I need a photograph of this object, your home address and a description of where you keep it please.
I do love great artwork in games, more-so as I get older, and for the Awaken Realms masterpieces Tainted Grail and Etherfields I have bought sleeves to protect and prolong the life of all those incredible cards.
And I don't have an issue with plastic, we're happy buying it for everything else in our lives so I'm suddenly not going to pick on boardgames as the martyr, and unless the game says all wooden components have come from recycled wood then there is not too much difference (note I am a massive recycler at home, my main rubbish bin goes out very infrequently as a hell of a lot of my waste, including food, ends up in the recycling bins, so it's not out of indifference but just why am I selectively picking on one item).
sornars wrote: I'd argue that the PnP aesthetic can also be a conscious choice with respect to components that impacts enjoyment. For example the folio games published by Nate Hayden/Cave Evil require you to cut out the cards and assemble them which contributes to the whole experience and helps to create an emotional attachment before play has even begun. When you play one of those you know you're playing something boundary pushing even if the choice of components may have been a cost saving measure.
Yeah for sure. I genuinely do like that aesthetic of the home made thing. I rarely do a "good" job, but that just gives it a bit of a punk rock vibe, or something, and I appreciate that. Far from boundary pushing (come on Nate, release the files for Rocky Mountain Man already) I think my favourites I've made though are the Koljeka one I did for which I printed everything on paper and then glued it all on to cereal boxes with craft glue and then cut it up with scissors. I mean, it looks like rubbish, but it kind of suits it. I enlisted the kids to make a track for Heimlich and Co and it's just a piece of printer paper with their dodgy texta drawings on it - they chose what the buildings would be. But bringing it out to play is kind of fun.
The paper money that comes with the game looks like part of the game instead of the poker chips which appear as a bolted-on object intruding in the mix.
Well if you're going to humblebrag your own comfortable financial status, then the rule is Gary Sax now has to buy each of us a new game. I, for one, will be choosing one with a load of blinged-out tactile enhancements!Gary Sax wrote: edit: it goes without saying that I have become wealthier too since I was a dirtbag grad student; that might also be driving this.
I am, to a degree, a fan of games that have something in the box that doesn't serve much of a real purpose. For example, the mountain standee that came in one of the Epic Spell Wars games.

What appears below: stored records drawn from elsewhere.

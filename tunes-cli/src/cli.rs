use std::path::PathBuf;

use clap::{Parser, Subcommand};
use tunes_model::{ArtistId, ItemKind, MediaKind};

#[derive(Debug, Parser)]
#[command(name = "tunes", version, about = "Search the iTunes catalog from the terminal")]
pub struct Cli {
    /// Path to a tunes.toml (defaults to ./tunes.toml or config/tunes.toml)
    #[arg(long, global = true)]
    pub config: Option<PathBuf>,

    #[command(subcommand)]
    pub command: Command,
}

#[derive(Debug, Subcommand)]
pub enum Command {
    /// Search the catalog by free-text term
    Search {
        term: String,
        /// movie, podcast, music, musicVideo, audiobook, shortFilm, tvShow, software, ebook or all
        #[arg(long)]
        media: Option<MediaKind>,
        /// Page size (1-200)
        #[arg(long, value_parser = clap::value_parser!(u32).range(1..=200))]
        limit: Option<u32>,
        /// Print raw result records as JSON
        #[arg(long)]
        json: bool,
    },
    /// Show an artist and their recent works
    Artist {
        id: ArtistId,
        /// Restrict works to one kind (song, album, feature-movie, ...)
        #[arg(long)]
        entity: Option<ItemKind>,
        /// Number of works to show (1-200)
        #[arg(long, value_parser = clap::value_parser!(u32).range(1..=200))]
        limit: Option<u32>,
    },
    /// Download the thumbnails of a search through the image cache
    Artwork {
        term: String,
        #[arg(long)]
        media: Option<MediaKind>,
        #[arg(long, value_parser = clap::value_parser!(u32).range(1..=200))]
        limit: Option<u32>,
    },
}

It didn't do anything, other than be ridiculous.
Other great components of note: the monuments you assemble in Lords of Hellas, the Rambo knife round tracker in Rambo, and the infection scanner in Nemesis.
Yes ! (I have recently dry-brushed mine, as a non-painter, and they look fantastic as monuments now)hotseatgames wrote: ...
Other great components of note: the monuments you assemble in Lords of Hellas ....
And YES ! This is a brilliant part of the game ... and I saw something similar done in another review of a game, Middara perhaps, where they have a large campaign book and all the secret or 'not to be read at this stage' is in the same colour-mix hidden format and you had to hold a 'scanner' over the text on the page to read it.hotseatgames wrote: ...
and the infection scanner in Nemesis.